I'm located in Canada and I don't think our vet used a body score.
Boboua 2 years ago
There are also veterinary behaviorists in Canada. Dr. Gary Landsburg in Toronto. Dr. Diane Frank. They might be able to guide you to someone closer to your part of Canada.
SuperBark1 2 years ago
Thanks again for your help! I've been trying the technique in the last few days and my dog really likes her food a lot more outside! She even started to eat more during the day as well! She's now eating at least 1/2 cup a day.
One last question, if I find it very hard to get her attention even with walking/sitting/heel/come/etc. should I try a gentle leader head collar? Giving her a small correction with her regular collar makes her shut down, avoid eye contact, refuse food(only tried twice
Boboua 2 years ago
So currently I've basically been snapping, saying 'hey!' or even calling her name to get her attention on me. Is there a better way to get/hold her attention?
Boboua 2 years ago
On my askdryin web site I have videos on the learn to earn exercises that I do and will have more detailed videos up in maybe a month. Watch the ones on say please by sitting or rewarding calm behavior. It's often hard to get good attention outside without doing learn to earn inside first (with difficult dogs). Do consider training a "watch me." I have instructions for that in How to Behave So Your Dog Behaves.
SuperBark1 2 years ago
I'm sorry that I keep bothering you. Um...today I noticed maybe my dog is actually barking from excitement instead of fear because we were with a few dogs that she knows and she never barks at. But when they were walking away and they got pretty far, she started to bark at them too. Same with barking at my mother on a walk if she gets waaay too far. Is it possible that she's barking from excitement instead of fear?
Boboua 2 years ago
Her normal behavior for seeing another dog is bark bark bark bark, charge charge(tail wagging like crazy). When she gets to the dog however, her tail and butt is wagging furiously and she sniffs and licks them, never any growling or biting. Is she fearful? And does counter conditioning work for both situations? I've started to try the at home videos, thank you.
Boboua 2 years ago
Also, when I ignored her and waited for her to calm down, sit and look at me, she started to whine. I'm so confused with her behavior. We were doing good a few days ago today I guess there are too many dogs that she knows and she was too excited but she wouldn't even eat food or look at me even when I walked her away. She only started to look at me and eat when all the dogs were out of sight.
Boboua 2 years ago
See comment below. I'd work on Learn to earn exercises first indoors then out. Then after that add the gentle leader head collar or snootloop. You'll need to train her to like it by giving her treats through it. I'll have video up under online learning in maybe several weeks.
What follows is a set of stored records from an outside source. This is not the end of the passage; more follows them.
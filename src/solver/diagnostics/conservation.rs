//! Conservation diagnostics for 1D finite-volume solutions.
//!
//! # Example
//! ```
//! use fv_rs::mesh::Grid1D;
//! use fv_rs::solver::{ConservationDiagnostics, ConservationTracker, Solution};
//!
//! let grid = Grid1D::uniform(0.0, 1.0, 10).unwrap();
//! let mut sol = Solution::new(grid, 1);
//! sol.set_from_function(|x, q| q[0] = 1.0 + x);
//!
//! let initial = ConservationDiagnostics::compute(&sol, None).unwrap();
//! let mut tracker = ConservationTracker::new(initial);
//! // ... simulation loop ...
//! let current = ConservationDiagnostics::compute(&sol, None).unwrap();
//! tracker.update(sol.t, current, 0.0);
//! assert!(tracker.max_drift() < 1e-14);
//! ```

use crate::error::{ConfigError, SolverError};
use crate::riemann::{RiemannPairs, RiemannSolver, solve_interfaces};
use crate::solver::{Field, Solution};

/// Integral quantities of a solution.
#[derive(Clone, Debug, PartialEq)]
pub struct ConservationDiagnostics {
    /// Integral of kappa * q_m over the domain, per component
    pub totals: Vec<f64>,
    /// Largest absolute cell value
    pub max_abs: f64,
    /// Whether every cell value is finite
    pub finite: bool,
}

impl ConservationDiagnostics {
    /// Compute the diagnostics of a solution.
    ///
    /// With a capacity index the totals are weighted by the capacity, which
    /// is the quantity the capacity-form update conserves.
    pub fn compute(
        solution: &Solution,
        capacity_index: Option<usize>,
    ) -> Result<Self, SolverError> {
        let q = &solution.q;
        let dx = solution.grid.dx();

        let capacity = match capacity_index {
            None => None,
            Some(index) => {
                let aux = solution.aux.as_ref().ok_or(ConfigError::MissingAux(index))?;
                if index >= aux.n_eqn {
                    return Err(ConfigError::CapacityOutOfRange {
                        index,
                        n_aux: aux.n_eqn,
                    }
                    .into());
                }
                Some((aux, index))
            }
        };

        let mut totals = vec![0.0; q.n_eqn];
        for i in 0..q.n_cells {
            let weight = match capacity {
                Some((aux, index)) => dx * aux.cell(i)[index],
                None => dx,
            };
            for (total, &v) in totals.iter_mut().zip(q.cell(i)) {
                *total += weight * v;
            }
        }

        Ok(Self {
            totals,
            max_abs: q.max_abs(),
            finite: q.is_finite(),
        })
    }

    /// One-line summary for logging.
    pub fn summary_line(&self) -> String {
        let totals: Vec<String> = self.totals.iter().map(|v| format!("{v:.6e}")).collect();
        format!("totals=[{}] max|q|={:.3e}", totals.join(", "), self.max_abs)
    }
}

/// Track conservation and stability over a run.
#[derive(Clone, Debug)]
pub struct ConservationTracker {
    initial: ConservationDiagnostics,
    current: ConservationDiagnostics,
    current_time: f64,
    n_updates: usize,
    max_cfl_seen: f64,
}

impl ConservationTracker {
    /// Create a new tracker with initial diagnostics.
    pub fn new(initial: ConservationDiagnostics) -> Self {
        Self {
            current: initial.clone(),
            initial,
            current_time: 0.0,
            n_updates: 0,
            max_cfl_seen: 0.0,
        }
    }

    /// Update tracker with new diagnostics and the CFL number that produced them.
    pub fn update(&mut self, time: f64, diag: ConservationDiagnostics, cfl: f64) {
        self.current_time = time;
        self.n_updates += 1;
        self.max_cfl_seen = self.max_cfl_seen.max(cfl);
        self.current = diag;
    }

    /// Drift of component m, relative when the initial total is not ~0.
    pub fn drift(&self, m: usize) -> f64 {
        let initial = self.initial.totals[m];
        let change = (self.current.totals[m] - initial).abs();
        if initial.abs() > 1e-14 {
            change / initial.abs()
        } else {
            change
        }
    }

    /// Largest drift over all components.
    pub fn max_drift(&self) -> f64 {
        (0..self.initial.totals.len())
            .map(|m| self.drift(m))
            .fold(0.0, f64::max)
    }

    /// Largest CFL number reported so far.
    pub fn max_cfl_seen(&self) -> f64 {
        self.max_cfl_seen
    }

    /// Number of updates.
    pub fn n_updates(&self) -> usize {
        self.n_updates
    }

    /// Time of the most recent update.
    pub fn current_time(&self) -> f64 {
        self.current_time
    }

    /// Get current diagnostics.
    pub fn current(&self) -> &ConservationDiagnostics {
        &self.current
    }

    /// Get initial diagnostics.
    pub fn initial(&self) -> &ConservationDiagnostics {
        &self.initial
    }

    /// Whether the solution is finite and has not grown by orders of magnitude.
    pub fn is_stable(&self) -> bool {
        self.current.finite && self.current.max_abs <= 1e3 * self.initial.max_abs.max(1.0)
    }
}

/// Largest absolute wave speed between adjacent cells of a field.
///
/// Useful to pick a first time step: `dt = cfl * dx / max_wave_speed`.
pub fn max_wave_speed<R: RiemannSolver + ?Sized>(
    rp: &R,
    q: &Field,
    aux: Option<&Field>,
) -> Result<f64, SolverError> {
    let fan = solve_interfaces(rp, &RiemannPairs::adjacent(q, q, aux))?;
    Ok(fan.speeds.iter().map(|s| s.abs()).fold(0.0, f64::max))
}

#[cfg(test)]
mod tests {
    use super::*;
    use crate::mesh::Grid1D;
    use crate::riemann::ShallowWaterRoe;

    #[test]
    fn test_totals() {
        let grid = Grid1D::uniform(0.0, 2.0, 4).unwrap();
        let q = Field::from_fn(4, 2, |i, s| {
            s[0] = 1.0;
            s[1] = i as f64;
        });
        let sol = Solution::from_field(grid, q).unwrap();
        let diag = ConservationDiagnostics::compute(&sol, None).unwrap();

        assert!((diag.totals[0] - 2.0).abs() < 1e-14);
        assert!((diag.totals[1] - 3.0).abs() < 1e-14);
        assert_eq!(diag.max_abs, 3.0);
        assert!(diag.finite);
    }

    #[test]
    fn test_capacity_weighted_totals() {
        let grid = Grid1D::uniform(0.0, 1.0, 4).unwrap();
        let sol = Solution::from_field(grid, Field::constant(4, &[1.0]))
            .unwrap()
            .with_aux(Field::constant(4, &[3.0]))
            .unwrap();
        let diag = ConservationDiagnostics::compute(&sol, Some(0)).unwrap();
        assert!((diag.totals[0] - 3.0).abs() < 1e-14);

        let err = ConservationDiagnostics::compute(&sol, Some(2)).unwrap_err();
        assert!(matches!(
            err,
            SolverError::Config(ConfigError::CapacityOutOfRange { .. })
        ));
    }

    #[test]
    fn test_tracker_drift() {
        let initial = ConservationDiagnostics {
            totals: vec![2.0, 0.0],
            max_abs: 1.0,
            finite: true,
        };
        let mut tracker = ConservationTracker::new(initial);
        tracker.update(
            0.5,
            ConservationDiagnostics {
                totals: vec![2.002, 1e-3],
                max_abs: 1.0,
                finite: true,
            },
            0.8,
        );

        assert!((tracker.drift(0) - 1e-3).abs() < 1e-12);
        assert!((tracker.drift(1) - 1e-3).abs() < 1e-12);
        assert_eq!(tracker.max_cfl_seen(), 0.8);
        assert_eq!(tracker.n_updates(), 1);
        assert!(tracker.is_stable());
    }

    #[test]
    fn test_max_wave_speed() {
        let q = Field::constant(5, &[1.0, 0.0]);
        let speed = max_wave_speed(&ShallowWaterRoe::new(9.81), &q, None).unwrap();
        assert!((speed - 9.81_f64.sqrt()).abs() < 1e-12);
    }
}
Also with GL you want to guide gentle so that you can reward good behavior vs using it as a correction (just a heads up on GL use).
SuperBark1 2 years ago
this is such a great video
happyddesigns 2 years ago
I'm not using the shock,only the vibration to get her mind of the other dog and focus on me and snacks
gameiohfreak 2 years ago
I posted an answer but it disappeared. Will try again.
SuperBark1 2 years ago
I do have the dogtra 200 collar and use the pager only to get my dogs attention away from the other dog,is that ok?
gameiohfreak 2 years ago
Somehow I don't think Dr. Yin would approve of the use of a shock collar.
greanie 2 years ago
You make it looks so simple!
pamelamarxsen 2 years ago
Thank you for posting this very simple but very encouraging video. It's caused me to tear up a bit because this is my summer project: to fix my fear-based dog aggressive dog. We've purchased our gentle leader, muzzle, and I'm off for the "treat bag" today. Thank you.
Beckcycle 2 years ago
"Dogs like MTV, not Masterpiece Theater"! I love it!